1. ASTC is now the king: In billions of devices. Everything else=fallback, including BC7.
To us, BC7 is essentially a greatly simplified ASTC, but with some p-bits.
2. At multi-petabyte (planetary) scales: Supercompression bitrate=Matters enormously.
Notably, game developers (who have been using compressed textures the longest) don't work at scales this large, so the approaches and techniques they assume are correct or standard in this domain may not apply at all in extreme scales.
The tradeoffs game developers have made in the past are no longer aligned with modern hardware and network realities.

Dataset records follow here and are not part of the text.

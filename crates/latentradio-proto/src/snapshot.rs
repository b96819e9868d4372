use serde::{Deserialize, Serialize};
use std::collections::HashMap;

use crate::track::TrackSummary;

/// One direction's worth of candidates within a Snapshot. Stateless, never
/// mutated after construction.
#[derive(Debug, Clone, Serialize, Deserialize, PartialEq)]
#[serde(rename_all = "camelCase")]
pub struct DirectionEntry {
    pub sample_tracks: Vec<TrackSummary>,
    pub diversity_score: f64,
    pub track_count: usize,
    pub has_opposite: bool,
    pub opposite_direction: Option<String>,
    pub is_outlier: bool,
}

#[derive(Debug, Clone, Serialize, Deserialize, PartialEq)]
#[serde(rename_all = "camelCase")]
pub struct NextTrackPick {
    pub direction_key: String,
    pub track: TrackSummary,
}

/// An immutable view: source track + per-direction candidate samples + a
/// recommended next. Computing one must never mutate session or index
/// state.
#[derive(Debug, Clone, Serialize, Deserialize, PartialEq)]
#[serde(rename_all = "camelCase")]
pub struct Snapshot {
    pub current_track: TrackSummary,
    pub directions: HashMap<String, DirectionEntry>,
    pub next_track: Option<NextTrackPick>,
}

impl Snapshot {
    pub fn direction(&self, key: &str) -> Option<&DirectionEntry> {
        self.directions.get(key)
    }
}

#[cfg(test)]
mod tests {
    use super::*;

    #[test]
    fn direction_entry_wire_shape_is_camel_case() {
        let entry = DirectionEntry {
            sample_tracks: Vec::new(),
            diversity_score: 0.5,
            track_count: 3,
            has_opposite: true,
            opposite_direction: Some("slower".to_string()),
            is_outlier: false,
        };
        let json = serde_json::to_string(&entry).unwrap();
        assert!(json.contains("\"sampleTracks\""));
        assert!(json.contains("\"diversityScore\":0.5"));
        assert!(json.contains("\"trackCount\":3"));
        assert!(json.contains("\"hasOpposite\":true"));
        assert!(json.contains("\"oppositeDirection\":\"slower\""));
        assert!(json.contains("\"isOutlier\":false"));
    }
}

3. GPU Drivers=super sketchy.
This means for us: No driver usage, no compute. The largest vendors, who already deal with endless GPU driver bugs, don't want even more exposure in critical texture decompression/transcoding paths. If it fails for even ~.1% of customers in the wild, it's unusable.
4. All 14 ASTC block sizes are important in large scale deployment scenarios, not just 2 or 3.
This includes 12x12, which at 4k-8k is quite usable.
5. When mipmap and filtering compatible deblocking of the larger ASTC block sizes is trivial to do in a tiny pixel shader, it makes no sense not to deblock because the cost of not doing so is ~2x-8x more bitrate and bandwidth.
6. Unfortunately, LDR ASTC decoding actually isn't always bitwise exact. (BC7 wins for this, at least.)
The ASTC specification was so dense and complex even the vendors (including ARM itself!) couldn't get it right.
7. WASM SIMD isn't everywhere (or even when it is, some very big vendors won't allow it to be used or enabled), so that means we can't depend on SIMD. This means less searching, more math, and better algorithms in our encoders, or we can't ship.
8. Everything must be fuzzed. That means the obvious things like block decoders, all decompressors, etc. but it also includes encoders. Trust no data.